◆ **Work request**: Every line from the start of the records below to the line containing "band-limited, and the" should be retyped exactly, that line included, and no others.

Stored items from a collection
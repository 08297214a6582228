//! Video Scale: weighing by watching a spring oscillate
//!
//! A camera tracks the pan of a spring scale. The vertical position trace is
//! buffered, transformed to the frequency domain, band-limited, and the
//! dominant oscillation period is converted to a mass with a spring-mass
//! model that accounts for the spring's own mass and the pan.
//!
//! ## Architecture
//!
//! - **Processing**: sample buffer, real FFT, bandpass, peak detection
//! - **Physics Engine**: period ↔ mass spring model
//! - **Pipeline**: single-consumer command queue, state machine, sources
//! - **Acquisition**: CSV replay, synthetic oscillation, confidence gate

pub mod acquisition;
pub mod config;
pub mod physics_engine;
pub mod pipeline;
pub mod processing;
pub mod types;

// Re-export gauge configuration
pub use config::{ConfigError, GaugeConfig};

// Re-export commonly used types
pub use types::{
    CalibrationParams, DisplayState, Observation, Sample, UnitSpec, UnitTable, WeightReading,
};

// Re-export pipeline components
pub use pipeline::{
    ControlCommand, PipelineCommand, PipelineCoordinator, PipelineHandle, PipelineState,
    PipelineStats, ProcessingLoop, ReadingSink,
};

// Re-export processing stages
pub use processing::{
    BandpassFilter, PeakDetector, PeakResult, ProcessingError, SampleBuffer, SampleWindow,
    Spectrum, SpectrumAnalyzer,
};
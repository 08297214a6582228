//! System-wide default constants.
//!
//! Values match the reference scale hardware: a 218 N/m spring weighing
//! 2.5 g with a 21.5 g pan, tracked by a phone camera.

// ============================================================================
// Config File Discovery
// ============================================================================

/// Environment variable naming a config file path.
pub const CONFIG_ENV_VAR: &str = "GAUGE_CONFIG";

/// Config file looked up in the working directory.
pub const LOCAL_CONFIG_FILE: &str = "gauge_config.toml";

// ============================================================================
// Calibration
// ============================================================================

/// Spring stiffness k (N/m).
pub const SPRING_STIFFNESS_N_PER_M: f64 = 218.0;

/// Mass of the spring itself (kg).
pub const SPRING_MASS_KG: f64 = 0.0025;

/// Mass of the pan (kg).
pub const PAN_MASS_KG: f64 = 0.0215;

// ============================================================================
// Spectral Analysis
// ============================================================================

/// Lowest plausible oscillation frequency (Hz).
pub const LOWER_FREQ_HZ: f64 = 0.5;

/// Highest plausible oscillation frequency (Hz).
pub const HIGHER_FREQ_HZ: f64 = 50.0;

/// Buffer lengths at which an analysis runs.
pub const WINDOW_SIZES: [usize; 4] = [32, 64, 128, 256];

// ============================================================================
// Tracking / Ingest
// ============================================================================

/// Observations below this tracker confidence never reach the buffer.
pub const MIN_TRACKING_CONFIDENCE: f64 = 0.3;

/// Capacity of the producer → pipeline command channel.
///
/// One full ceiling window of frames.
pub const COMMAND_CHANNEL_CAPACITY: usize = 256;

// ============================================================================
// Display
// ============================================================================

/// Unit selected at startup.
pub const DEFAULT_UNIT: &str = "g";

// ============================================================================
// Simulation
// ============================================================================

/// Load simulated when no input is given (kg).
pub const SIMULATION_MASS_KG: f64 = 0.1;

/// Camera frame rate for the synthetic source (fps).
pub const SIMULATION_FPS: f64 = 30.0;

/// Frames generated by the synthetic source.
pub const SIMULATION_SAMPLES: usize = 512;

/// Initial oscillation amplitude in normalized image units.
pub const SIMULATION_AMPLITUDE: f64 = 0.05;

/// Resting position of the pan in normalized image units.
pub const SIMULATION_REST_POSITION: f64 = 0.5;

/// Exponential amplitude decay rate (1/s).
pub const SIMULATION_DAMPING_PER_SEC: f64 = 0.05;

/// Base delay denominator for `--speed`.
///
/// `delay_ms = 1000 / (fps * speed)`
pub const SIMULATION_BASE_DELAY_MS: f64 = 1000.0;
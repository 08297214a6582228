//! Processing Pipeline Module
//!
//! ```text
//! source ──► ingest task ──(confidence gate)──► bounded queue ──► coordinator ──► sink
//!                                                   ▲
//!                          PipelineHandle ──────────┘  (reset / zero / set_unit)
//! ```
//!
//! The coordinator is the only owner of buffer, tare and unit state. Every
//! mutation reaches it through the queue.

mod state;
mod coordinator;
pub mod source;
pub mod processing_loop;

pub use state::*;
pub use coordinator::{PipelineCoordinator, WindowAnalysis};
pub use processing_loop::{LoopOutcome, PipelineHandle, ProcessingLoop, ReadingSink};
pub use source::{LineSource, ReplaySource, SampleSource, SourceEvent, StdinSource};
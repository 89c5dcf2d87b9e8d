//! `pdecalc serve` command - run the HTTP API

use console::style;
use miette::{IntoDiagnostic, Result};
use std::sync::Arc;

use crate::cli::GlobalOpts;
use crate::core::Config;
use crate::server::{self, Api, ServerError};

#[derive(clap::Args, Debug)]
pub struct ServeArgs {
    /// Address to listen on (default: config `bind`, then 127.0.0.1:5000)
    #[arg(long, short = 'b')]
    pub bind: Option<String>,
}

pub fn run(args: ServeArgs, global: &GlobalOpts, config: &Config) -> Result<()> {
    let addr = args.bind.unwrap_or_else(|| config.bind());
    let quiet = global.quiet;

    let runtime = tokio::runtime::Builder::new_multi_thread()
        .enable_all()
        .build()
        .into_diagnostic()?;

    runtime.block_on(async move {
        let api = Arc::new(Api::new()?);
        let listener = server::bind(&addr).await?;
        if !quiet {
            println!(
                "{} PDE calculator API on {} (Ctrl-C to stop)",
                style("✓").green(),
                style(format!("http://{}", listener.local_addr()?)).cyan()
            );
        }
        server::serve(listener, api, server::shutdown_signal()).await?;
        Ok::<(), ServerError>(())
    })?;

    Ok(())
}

◆ **Answer to this exercise**:
repository 08297214a6582228
//! Video Scale: weighing by watching a spring oscillate
//!
//! A camera tracks the pan of a spring scale. The vertical position trace is
//! buffered, transformed to the frequency domain, band-limited, and the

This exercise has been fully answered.